TASK INSTRUCTIONS: Check each line of the entries below for the word "TemplateArgs", and copy out the ones that have it.

Segment Start: GIVEN RECORDS

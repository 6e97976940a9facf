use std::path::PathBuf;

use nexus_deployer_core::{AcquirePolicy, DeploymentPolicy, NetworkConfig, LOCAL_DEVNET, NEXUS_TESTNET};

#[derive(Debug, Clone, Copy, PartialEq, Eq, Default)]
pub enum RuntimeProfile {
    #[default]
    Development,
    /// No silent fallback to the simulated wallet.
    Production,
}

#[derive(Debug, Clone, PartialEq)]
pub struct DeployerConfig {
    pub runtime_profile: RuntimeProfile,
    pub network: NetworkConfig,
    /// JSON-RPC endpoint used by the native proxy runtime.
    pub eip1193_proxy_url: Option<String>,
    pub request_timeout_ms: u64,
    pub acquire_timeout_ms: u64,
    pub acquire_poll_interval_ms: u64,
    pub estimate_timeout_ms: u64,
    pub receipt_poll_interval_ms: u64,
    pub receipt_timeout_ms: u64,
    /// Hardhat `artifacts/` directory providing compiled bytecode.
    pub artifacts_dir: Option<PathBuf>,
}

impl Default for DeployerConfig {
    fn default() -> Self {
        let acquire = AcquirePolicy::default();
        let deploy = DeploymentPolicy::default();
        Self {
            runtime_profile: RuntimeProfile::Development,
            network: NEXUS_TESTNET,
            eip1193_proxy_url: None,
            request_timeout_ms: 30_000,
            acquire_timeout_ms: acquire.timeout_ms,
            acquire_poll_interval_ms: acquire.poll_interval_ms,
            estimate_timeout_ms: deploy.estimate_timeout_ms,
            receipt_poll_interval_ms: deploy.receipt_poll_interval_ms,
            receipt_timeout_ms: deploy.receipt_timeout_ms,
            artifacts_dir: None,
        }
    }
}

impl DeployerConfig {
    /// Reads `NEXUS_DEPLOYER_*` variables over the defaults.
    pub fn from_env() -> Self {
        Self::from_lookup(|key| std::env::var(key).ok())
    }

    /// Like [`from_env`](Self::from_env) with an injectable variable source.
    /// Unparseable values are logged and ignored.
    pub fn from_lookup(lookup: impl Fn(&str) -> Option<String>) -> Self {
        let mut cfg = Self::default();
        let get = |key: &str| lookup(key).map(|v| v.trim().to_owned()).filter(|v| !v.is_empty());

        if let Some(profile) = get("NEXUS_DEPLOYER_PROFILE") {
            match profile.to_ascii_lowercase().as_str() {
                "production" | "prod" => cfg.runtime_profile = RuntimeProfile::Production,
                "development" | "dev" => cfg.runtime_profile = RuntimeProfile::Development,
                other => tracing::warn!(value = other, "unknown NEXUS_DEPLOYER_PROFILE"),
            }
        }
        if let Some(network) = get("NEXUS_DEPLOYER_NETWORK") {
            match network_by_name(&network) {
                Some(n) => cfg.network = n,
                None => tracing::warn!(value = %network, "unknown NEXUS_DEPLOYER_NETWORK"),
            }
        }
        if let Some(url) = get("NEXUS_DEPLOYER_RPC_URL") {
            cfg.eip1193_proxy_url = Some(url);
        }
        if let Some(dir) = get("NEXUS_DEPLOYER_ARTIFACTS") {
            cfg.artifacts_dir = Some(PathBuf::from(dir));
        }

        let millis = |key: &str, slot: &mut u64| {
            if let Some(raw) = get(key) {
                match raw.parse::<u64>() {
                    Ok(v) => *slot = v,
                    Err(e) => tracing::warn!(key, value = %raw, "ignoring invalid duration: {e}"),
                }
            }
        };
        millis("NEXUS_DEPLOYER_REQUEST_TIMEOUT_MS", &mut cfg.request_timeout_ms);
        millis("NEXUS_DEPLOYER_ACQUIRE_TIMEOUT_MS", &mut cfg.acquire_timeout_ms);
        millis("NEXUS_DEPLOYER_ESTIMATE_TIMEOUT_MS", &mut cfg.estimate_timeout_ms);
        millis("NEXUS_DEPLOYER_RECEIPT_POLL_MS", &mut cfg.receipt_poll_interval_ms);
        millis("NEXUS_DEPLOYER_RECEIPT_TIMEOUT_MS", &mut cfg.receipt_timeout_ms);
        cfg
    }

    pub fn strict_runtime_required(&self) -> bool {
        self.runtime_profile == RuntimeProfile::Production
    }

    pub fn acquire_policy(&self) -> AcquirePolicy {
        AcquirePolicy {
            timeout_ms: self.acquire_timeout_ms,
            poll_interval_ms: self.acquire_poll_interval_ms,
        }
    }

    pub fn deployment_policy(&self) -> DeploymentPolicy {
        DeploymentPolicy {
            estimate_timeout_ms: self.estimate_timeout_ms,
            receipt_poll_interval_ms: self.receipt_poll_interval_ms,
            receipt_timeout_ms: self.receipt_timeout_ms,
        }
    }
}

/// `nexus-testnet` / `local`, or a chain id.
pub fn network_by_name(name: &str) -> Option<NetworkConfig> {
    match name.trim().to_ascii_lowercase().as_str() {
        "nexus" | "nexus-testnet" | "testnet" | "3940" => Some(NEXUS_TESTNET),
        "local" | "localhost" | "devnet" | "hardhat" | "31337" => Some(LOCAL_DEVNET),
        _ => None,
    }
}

Segment End: GIVEN RECORDS
Segment Start: GIVEN RECORDS

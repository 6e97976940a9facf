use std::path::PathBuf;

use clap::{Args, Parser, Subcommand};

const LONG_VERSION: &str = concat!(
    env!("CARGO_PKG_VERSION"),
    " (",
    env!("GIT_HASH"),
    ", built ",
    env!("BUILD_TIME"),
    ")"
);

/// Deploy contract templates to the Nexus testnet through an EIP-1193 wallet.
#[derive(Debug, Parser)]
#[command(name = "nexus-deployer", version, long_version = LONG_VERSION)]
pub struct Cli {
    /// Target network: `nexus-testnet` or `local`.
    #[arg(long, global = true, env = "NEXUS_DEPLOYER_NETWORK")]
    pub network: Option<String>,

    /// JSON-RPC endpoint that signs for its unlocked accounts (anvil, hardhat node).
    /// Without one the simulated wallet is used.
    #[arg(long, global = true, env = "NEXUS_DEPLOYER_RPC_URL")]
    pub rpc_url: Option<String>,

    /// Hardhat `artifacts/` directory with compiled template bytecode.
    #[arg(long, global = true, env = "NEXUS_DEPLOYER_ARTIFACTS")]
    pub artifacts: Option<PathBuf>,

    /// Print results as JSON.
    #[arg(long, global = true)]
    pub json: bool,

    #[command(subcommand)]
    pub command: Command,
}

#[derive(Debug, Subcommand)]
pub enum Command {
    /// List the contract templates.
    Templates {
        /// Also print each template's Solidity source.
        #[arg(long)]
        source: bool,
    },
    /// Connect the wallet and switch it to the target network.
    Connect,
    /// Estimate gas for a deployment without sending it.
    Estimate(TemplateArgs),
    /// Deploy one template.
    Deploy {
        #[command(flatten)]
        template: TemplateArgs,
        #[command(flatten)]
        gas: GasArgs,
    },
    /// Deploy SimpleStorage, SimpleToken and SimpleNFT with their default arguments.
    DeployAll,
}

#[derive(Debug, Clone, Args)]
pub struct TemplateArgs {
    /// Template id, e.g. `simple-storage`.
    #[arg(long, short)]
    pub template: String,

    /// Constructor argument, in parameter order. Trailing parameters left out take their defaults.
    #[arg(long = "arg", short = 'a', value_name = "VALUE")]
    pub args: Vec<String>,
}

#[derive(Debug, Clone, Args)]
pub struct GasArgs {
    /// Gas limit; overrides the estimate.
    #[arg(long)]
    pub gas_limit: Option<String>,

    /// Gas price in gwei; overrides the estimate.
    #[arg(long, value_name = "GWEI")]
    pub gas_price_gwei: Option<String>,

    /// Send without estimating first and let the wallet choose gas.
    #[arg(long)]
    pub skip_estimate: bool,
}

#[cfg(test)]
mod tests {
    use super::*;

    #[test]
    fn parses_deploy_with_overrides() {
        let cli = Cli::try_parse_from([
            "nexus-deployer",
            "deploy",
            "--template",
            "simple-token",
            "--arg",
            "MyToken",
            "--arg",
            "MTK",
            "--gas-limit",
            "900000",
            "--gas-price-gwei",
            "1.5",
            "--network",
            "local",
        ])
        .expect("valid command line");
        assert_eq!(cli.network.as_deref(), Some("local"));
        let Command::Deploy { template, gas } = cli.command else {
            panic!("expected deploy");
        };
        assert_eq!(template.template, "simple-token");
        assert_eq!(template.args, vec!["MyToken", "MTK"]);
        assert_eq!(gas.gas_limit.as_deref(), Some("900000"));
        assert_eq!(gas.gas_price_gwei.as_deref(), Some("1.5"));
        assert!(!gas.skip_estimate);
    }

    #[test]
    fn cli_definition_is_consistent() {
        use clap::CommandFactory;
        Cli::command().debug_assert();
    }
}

Segment End: GIVEN RECORDS

TASK ANSWER:
    Estimate(TemplateArgs),
        template: TemplateArgs,
pub struct TemplateArgs {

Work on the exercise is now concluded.